A Ordem dos Advogados (OA) vai solicitar a 19 entidades com legitimidade constitucional para requerer a fiscalização abstrata sucessiva da constitucionalidade a lei que altera o código de processo penal, o código penal e o regulamento das custas processuais.
A partir de 1 de setembro vai entrar em vigor a Lei n.º 34/2026, de 27 de julho, que prevê alterações no código de processo penal, o código penal e o regulamento das custas processuais. A OA entende que está “contém várias disposições que suscitam sérias e fundadas dúvidas de constitucionalidade por restringirem de forma desproporcionada direitos fundamentais dos cidadãos e garantias essenciais de defesa em processo penal”, lê-se em comunicado.
Durante o processo a OA apresentou os riscos constitucionais que as alterações traziam, tendo mesmo apresentado um parecer a advertir “que a resposta aos problemas da morosidade processual não poderia ser feita à custa da limitação dos direitos de defesa nem da compressão das garantias constitucionais dos arguidos”, refere em comunicado.

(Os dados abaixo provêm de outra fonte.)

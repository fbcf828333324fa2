//! Players seated in a session.

use crate::Delta;
use derive_getters::Getters;
use serde::{Deserialize, Serialize};
use std::collections::BTreeSet;

/// Identifier supplied by the identity provider.
pub type PlayerId = String;

/// Balance every player starts with.
pub const STARTING_MONEY: i64 = 1500;

/// Token color. Each color is held by at most one player per session.
#[derive(
    Debug,
    Clone,
    Copy,
    PartialEq,
    Eq,
    Hash,
    PartialOrd,
    Ord,
    Serialize,
    Deserialize,
    strum::Display,
    strum::EnumIter,
)]
#[serde(rename_all = "lowercase")]
#[strum(serialize_all = "lowercase")]
pub enum PlayerColor {
    /// Always the session creator.
    Red,
    /// Second seat.
    Blue,
    /// Third seat.
    Green,
    /// Fourth seat.
    Yellow,
}

impl PlayerColor {
    /// Colors in assignment order. Its length caps the roster size.
    pub const PALETTE: [PlayerColor; 4] = [Self::Red, Self::Blue, Self::Green, Self::Yellow];

    /// First palette color not present in `used`.
    pub fn first_unused<'a>(
        used: impl IntoIterator<Item = &'a PlayerColor> + Clone,
    ) -> Option<Self> {
        Self::PALETTE
            .into_iter()
            .find(|color| !used.clone().into_iter().any(|u| u == color))
    }
}

/// A player and their token state.
#[derive(Debug, Clone, PartialEq, Eq, Serialize, Deserialize, Getters)]
pub struct Player {
    /// Stable id from the identity provider.
    id: PlayerId,
    /// Display name.
    name: String,
    /// Board index of the token.
    position: usize,
    /// Cash balance.
    money: i64,
    /// Owned space indices. Not touched by dice rolls.
    properties: BTreeSet<usize>,
    /// Token color.
    color: PlayerColor,
    /// Whether the player is still taking part.
    is_active: bool,
}

impl Player {
    /// Creates a player on the start space with the starting balance.
    pub fn new(id: impl Into<PlayerId>, name: impl Into<String>, color: PlayerColor) -> Self {
        Self {
            id: id.into(),
            name: name.into(),
            position: crate::START_SPACE,
            money: STARTING_MONEY,
            properties: BTreeSet::new(),
            color,
            is_active: true,
        }
    }

    /// Applies an evaluated action to this player.
    pub(crate) fn apply(&mut self, delta: &Delta) {
        self.position = delta.new_position;
        self.money += delta.money_change;
    }

    #[cfg(test)]
    pub(crate) fn set_position(&mut self, position: usize) {
        self.position = position;
    }
}

#[cfg(test)]
mod tests {
    use super::*;

    #[test]
    fn test_new_player_defaults() {
        let player = Player::new("p1", "Alice", PlayerColor::Red);
        assert_eq!(*player.position(), 0);
        assert_eq!(*player.money(), STARTING_MONEY);
        assert!(player.properties().is_empty());
        assert!(*player.is_active());
    }

    #[test]
    fn test_first_unused_follows_palette_order() {
        let used = [PlayerColor::Red, PlayerColor::Green];
        assert_eq!(PlayerColor::first_unused(&used), Some(PlayerColor::Blue));

        let used = [PlayerColor::Red, PlayerColor::Blue];
        assert_eq!(PlayerColor::first_unused(&used), Some(PlayerColor::Green));

        assert_eq!(PlayerColor::first_unused(&PlayerColor::PALETTE), None);
        assert_eq!(PlayerColor::first_unused(&[]), Some(PlayerColor::Red));
    }

    #[test]
    fn test_color_serializes_lowercase() {
        let json = serde_json::to_string(&PlayerColor::Yellow).unwrap();
        assert_eq!(json, "\"yellow\"");
        assert_eq!(PlayerColor::Blue.to_string(), "blue");
    }
}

A ordem revela que a duração excessiva de alguns processos resulta de insuficiências estruturais do sistema judicial, nomeadamente falta de meios humanos.
Perante o texto final aprovado, a OA conclui que “muitas das preocupações anteriormente manifestadas não foram acolhidas e que algumas das soluções introduzidas em sede de especialidade agravam mesmo os riscos identificados”.

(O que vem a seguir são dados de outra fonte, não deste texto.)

//! Strictly Board - pure session logic for a dice-and-move board game.
//!
//! This crate has no I/O. It models the session document and every rule
//! that changes it; the server crate wraps it in a concurrent store.
//!
//! # Architecture
//!
//! - **Board**: the 40-space circular board and position arithmetic
//! - **Roster**: players, color palette, join/start/end lifecycle
//! - **Turns**: turn ownership and round-robin advance
//! - **Actions**: action kinds, the handler registry, dice
//! - **Invariants**: properties checked after every mutation
//!
//! # Example
//!
//! ```
//! use std::sync::Arc;
//! use strictly_board::{Action, ActionRegistry, Board, ScriptedDice, Session};
//!
//! let dice = Arc::new(ScriptedDice::new([(3, 4)]).unwrap());
//! let registry = ActionRegistry::standard(dice);
//!
//! let mut session = Session::create("game-1".to_string(), "alice", "Alice");
//! session.join("bob", "Bob").unwrap();
//! session.start(2).unwrap();
//!
//! session
//!     .submit_action("alice", &Action::roll_dice(), &registry, Board::classic())
//!     .unwrap();
//! assert_eq!(*session.players()[0].position(), 7);
//! assert_eq!(*session.current_player_index(), 1);
//! ```

#![warn(missing_docs)]
#![forbid(unsafe_code)]

mod action;
mod board;
mod dice;
mod dispatch;
mod error;
mod invariants;
mod player;
mod session;
mod turn;

pub use action::{Action, ActionKind, ActionResult, Delta, LastAction, RollOutcome};
pub use board::{
    Advance, BOARD_SIZE, Board, ColorGroup, PASS_START_BONUS, START_SPACE, Space, SpaceKind,
};
pub use dice::{DIE_FACES, DiceError, DiceRoll, DiceRoller, RandomDice, ScriptedDice};
pub use dispatch::{ActionHandler, ActionRegistry, RollDiceHandler};
pub use error::GameError;
pub use invariants::{
    DistinctColors, Invariant, InvariantSet, InvariantViolation, LifecycleConsistent,
    PositionsOnBoard, RosterWithinCapacity, SessionInvariants, TurnPointerInBounds, check_session,
};
pub use player::{Player, PlayerColor, PlayerId, STARTING_MONEY};
pub use session::{MAX_PLAYERS, Session, SessionId, SessionOutcome, SessionStatus, Standing};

João Massano, bastonário da OA afirma que “a celeridade processual é um objetivo legítimo e desejável, mas nunca pode ser alcançada através da diminuição das garantias fundamentais dos cidadãos nem pela limitação do direito de defesa”.
“O equilíbrio entre eficiência da Justiça e respeito pelos princípios constitucionais exige que estas dúvidas sejam apreciadas pelo Tribunal Constitucional antes da produção de efeitos de normas potencialmente lesivas dos direitos, liberdades e garantias”, acrescenta.
No parecer enviado às entidades a OA salienta que a fiscalização abstrata sucessiva “constitui o instrumento adequado para esclarecer as dúvidas de constitucionalidade suscitadas por um diploma já publicado e cuja entrada em vigor ocorrerá dentro de pouco mais de um mês”.